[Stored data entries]
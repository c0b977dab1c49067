//! The seam between the scheduler and whatever renders frames.
//!
//! The scheduler never decodes anything itself. It asks an [`Evaluator`] for
//! the buffers of a frame, or for their identities only, and admits what
//! comes back into the cache.

use reelcache_core::{Buffer, BufferId, Frame, IdTree, NodeKey, Result};

/// Which thread is asking.
#[derive(Debug, Clone, Copy, PartialEq, Eq)]
pub enum ThreadRole {
    Display,
    Worker(usize),
}

#[derive(Debug, Clone, Copy, PartialEq, Eq)]
pub struct EvalContext {
    pub role: ThreadRole,
    /// False for a cache-only pass that must not decode.
    pub allow_eval: bool,
}

impl EvalContext {
    pub fn display() -> Self {
        Self {
            role: ThreadRole::Display,
            allow_eval: true,
        }
    }

    /// Display pass that may only read what is already cached.
    pub fn display_cache_only() -> Self {
        Self {
            role: ThreadRole::Display,
            allow_eval: false,
        }
    }

    pub fn worker(id: usize) -> Self {
        Self {
            role: ThreadRole::Worker(id),
            allow_eval: true,
        }
    }
}

/// Buffers produced for one frame.
#[derive(Debug, Clone, Default)]
pub struct ImageResult {
    pub buffers: Vec<Buffer>,
    /// Identities the frame needs to count as cached. Defaults to the
    /// identities of `buffers`.
    pub required: Option<Vec<BufferId>>,
}

impl ImageResult {
    pub fn new(buffers: Vec<Buffer>) -> Self {
        Self {
            buffers,
            required: None,
        }
    }

    /// Answer to a cache-only pass: the identities to read back, no pixels.
    pub fn cached(ids: Vec<BufferId>) -> Self {
        Self {
            buffers: Vec::new(),
            required: Some(ids),
        }
    }

    pub fn with_required(mut self, required: Vec<BufferId>) -> Self {
        self.required = Some(required);
        self
    }

    pub fn required_ids(&self) -> Vec<BufferId> {
        match &self.required {
            Some(ids) => ids.clone(),
            None => self.buffers.iter().map(|b| b.id().clone()).collect(),
        }
    }
}

/// Result of a cheap probe before evaluating a frame.
#[derive(Debug, Clone, Copy, Default, PartialEq, Eq)]
pub struct AccessReport {
    /// The frame's sources are slow to seek, so only one thread should read
    /// them, in large sequential groups.
    pub poor_random_access: bool,
}

/// Produces frame buffers on demand. Called concurrently from every worker
/// and the display thread, never under the cache lock.
pub trait Evaluator: Send + Sync {
    /// Render `frame`.
    ///
    /// Without `ctx.allow_eval` nothing may be decoded: answer with
    /// [`ImageResult::cached`] naming the identities the frame reads, or
    /// `CacheError::CacheMiss` if the graph no longer matches what was
    /// cached. `CacheError::CacheFull` signals memory back-pressure.
    /// Anything else is a failure of this frame only.
    fn evaluate(&self, frame: Frame, ctx: &EvalContext) -> Result<ImageResult>;

    /// Probe the frame's sources without rendering.
    fn test_evaluate(&self, _frame: Frame) -> Result<AccessReport> {
        Ok(AccessReport::default())
    }

    /// Identities the frame would produce, without decoding.
    fn evaluate_identifier(&self, frame: Frame) -> Result<IdTree>;

    /// Render the output of a producer with no frame affiliation.
    fn evaluate_output(&self, _node: &NodeKey, _ctx: &EvalContext) -> Result<Option<Buffer>> {
        Ok(None)
    }
}

/// Capability query for producers whose output the scheduler may cache
/// outside the frame cache.
pub trait OutputProducer {
    fn producer_key(&self) -> NodeKey;

    fn is_cacheable_output_producer(&self) -> bool {
        false
    }

    /// Free-form label used in logs.
    fn tag(&self) -> &str {
        ""
    }
}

(PROBLEM) When you repeat the data, keep each line exactly as given.

(WRITTEN SOLUTION)
repository c0b977dab1c49067
//! The seam between the scheduler and whatever renders frames.
//!
//! The scheduler never decodes anything itself. It asks an [`Evaluator`] for
//! the buffers of a frame, or for their identities only, and admits what
//! comes back into the cache.

use reelcache_core::{Buffer, BufferId, Frame, IdTree, NodeKey, Result};

/// Which thread is asking.
#[derive(Debug, Clone, Copy, PartialEq, Eq)]
pub enum ThreadRole {
    Display,
    Worker(usize),
}

#[derive(Debug, Clone, Copy, PartialEq, Eq)]
pub struct EvalContext {
    pub role: ThreadRole,
    /// False for a cache-only pass that must not decode.
    pub allow_eval: bool,
}

impl EvalContext {
    pub fn display() -> Self {
        Self {
            role: ThreadRole::Display,
            allow_eval: true,
        }
    }

    /// Display pass that may only read what is already cached.
    pub fn display_cache_only() -> Self {
        Self {
            role: ThreadRole::Display,
            allow_eval: false,
        }
    }

    pub fn worker(id: usize) -> Self {
        Self {
            role: ThreadRole::Worker(id),
            allow_eval: true,
        }
    }
}

/// Buffers produced for one frame.
#[derive(Debug, Clone, Default)]
pub struct ImageResult {
    pub buffers: Vec<Buffer>,
    /// Identities the frame needs to count as cached. Defaults to the
    /// identities of `buffers`.
    pub required: Option<Vec<BufferId>>,
}

impl ImageResult {
    pub fn new(buffers: Vec<Buffer>) -> Self {
        Self {
            buffers,
            required: None,
        }
    }

    /// Answer to a cache-only pass: the identities to read back, no pixels.
    pub fn cached(ids: Vec<BufferId>) -> Self {
        Self {
            buffers: Vec::new(),
            required: Some(ids),
        }
    }

    pub fn with_required(mut self, required: Vec<BufferId>) -> Self {
        self.required = Some(required);
        self
    }

    pub fn required_ids(&self) -> Vec<BufferId> {
        match &self.required {
            Some(ids) => ids.clone(),
            None => self.buffers.iter().map(|b| b.id().clone()).collect(),
        }
    }
}

/// Result of a cheap probe before evaluating a frame.
#[derive(Debug, Clone, Copy, Default, PartialEq, Eq)]
pub struct AccessReport {
    /// The frame's sources are slow to seek, so only one thread should read
    /// them, in large sequential groups.
    pub poor_random_access: bool,
}

/// Produces frame buffers on demand. Called concurrently from every worker
/// and the display thread, never under the cache lock.
pub trait Evaluator: Send + Sync {
    /// Render `frame`.
    ///
    /// Without `ctx.allow_eval` nothing may be decoded: answer with
    /// [`ImageResult::cached`] naming the identities the frame reads, or
    /// `CacheError::CacheMiss` if the graph no longer matches what was
    /// cached. `CacheError::CacheFull` signals memory back-pressure.
    /// Anything else is a failure of this frame only.
    fn evaluate(&self, frame: Frame, ctx: &EvalContext) -> Result<ImageResult>;

    /// Probe the frame's sources without rendering.
    fn test_evaluate(&self, _frame: Frame) -> Result<AccessReport> {
        Ok(AccessReport::default())
    }

    /// Identities the frame would produce, without decoding.
    fn evaluate_identifier(&self, frame: Frame) -> Result<IdTree>;

    /// Render the output of a producer with no frame affiliation.
    fn evaluate_output(&self, _node: &NodeKey, _ctx: &EvalContext) -> Result<Option<Buffer>> {
        Ok(None)
    }
}

/// Capability query for producers whose output the scheduler may cache
/// outside the frame cache.
pub trait OutputProducer {
    fn producer_key(&self) -> NodeKey;

    fn is_cacheable_output_producer(&self) -> bool {
        false
    }

    /// Free-form label used in logs.
    fn tag(&self) -> &str {
        ""
    }
}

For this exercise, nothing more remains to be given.